International studies confirm positive effects of weight loss medicine for people with obesity-related heart failure
Two new studies have confirmed the benefits of weight loss medication, semaglutide, for patients living with obesity-related heart failure
The Director of the NIHR Leicester Biomedical Research Centre (BRC) and Co-Director of the Leicester Diabetes Centre Professor Melanie Davies CBE was a co-author on these significant papers published in the Lancet and the New England Journal of Medicine.
In the study published in the New England Journal of Medicine, 616 patients who had heart failure (with preserved ejection fraction) a body-mass index of 30 or more, and type 2 diabetes received a once-weekly dose of semaglutide (2.4 mg) or a placebo medicine for 52 weeks.
At the end of the year, researchers compared the change in the participants’ Kansas City Cardiomyopathy Questionnaire clinical summary score (KCCQ-CSS; scores range from 0 to 100, with higher scores indicating fewer symptoms and physical limitations) change in body weight, heart failure events, six minute walk distance; and the change in the C-reactive protein (CRP) level.
Among patients with obesity-related heart failure with preserved ejection fraction and type 2 diabetes, semaglutide led to larger reductions in heart failure–related symptoms and physical limitations and greater weight loss than those who were given the placebo medicine one year later.
Semaglutide is a medication used to treat type 2 diabetes that increases insulin secretion, suppresses glucagon secretion, and slow gastric emptying.

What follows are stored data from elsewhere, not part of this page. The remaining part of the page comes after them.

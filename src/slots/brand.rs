//! Brand name canonicalization shared by the stance parser and the
//! candidate filters.

/// Known aliases mapped to a canonical lowercase key.
const BRAND_ALIASES: &[(&str, &[&str])] = &[
    ("tcl", &["tcl", "t.c.l"]),
    ("hisense", &["hisense", "海信"]),
    ("sony", &["sony", "索尼"]),
    ("samsung", &["samsung", "三星"]),
    ("mi", &["mi", "xiaomi", "小米"]),
    ("lg", &["lg"]),
    ("vidda", &["vidda"]),
    ("skyworth", &["skyworth", "创维"]),
    ("huawei", &["huawei", "华为"]),
    ("sharp", &["sharp", "夏普"]),
    ("philips", &["philips", "飞利浦"]),
    ("changhong", &["changhong", "长虹"]),
    ("konka", &["konka", "康佳"]),
];

/// Canonical comparison key for a brand as typed by a user or stored in the
/// candidate data. Unknown brands pass through lowercased and trimmed.
///
/// Data sources sometimes prefix the brand to a marketing name
/// (e.g. "hisense 海信E8S"), so the first whitespace-separated word is what
/// gets matched against the alias table.
pub fn canonical_brand(raw: &str) -> String {
    let lowered = raw.trim().to_lowercase();
    let head = lowered.split_whitespace().next().unwrap_or("");
    for (canonical, aliases) in BRAND_ALIASES {
        if aliases.iter().any(|a| *a == head || *a == lowered) {
            return (*canonical).to_string();
        }
    }
    lowered
}

/// Whether `raw` names a brand from the alias table.
pub fn is_known_brand(raw: &str) -> bool {
    let key = canonical_brand(raw);
    BRAND_ALIASES.iter().any(|(canonical, _)| *canonical == key)
}

/// Display form used in replies.
pub fn display_brand(canonical: &str) -> String {
    match canonical {
        "tcl" | "lg" => canonical.to_uppercase(),
        "mi" => "小米".to_string(),
        other => {
            let mut chars = other.chars();
            match chars.next() {
                Some(first) => first.to_uppercase().collect::<String>() + chars.as_str(),
                None => String::new(),
            }
        }
    }
}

In the paper published in the Lancet on 7 April 24, an international team of researchers from the USA, Glasgow and Denmark along with the University of Leicester’s Professor of Diabetes Medicine, Melanie Davies, analysed patient data from the STEP-HFpEF DM and STEP-HFpEF studies which were carried out at 129 clinical research sites in 18 countries between March 2021 and September 2022.
Overall, data from 1,145 participants were included in the pooled analysis, 573 in the semaglutide group and 572 in the placebo group.Through their detailed analysis, the researchers discovered that semaglutide was superior to placebo in improving heart failure-related symptoms and physical limitations, and reducing bodyweight in participants with obesity-related heart failure with preserved ejection fraction. These positive effects were largely consistent across patient demographic and clinical characteristics.
Professor Davies said: “We’re hopeful that our findings will enable us to provide further treatment options for patients living with obesity-related heart failure in the future and that these treatments could have the combined benefits of improving heart failure-related symptoms, reducing physical limitations and reducing bodyweight.”
Leicester Diabetes Centre is based at Leicester General Hospital and is part of a collaboration between the University of Leicester and University Hospitals of Leicester NHS Trust.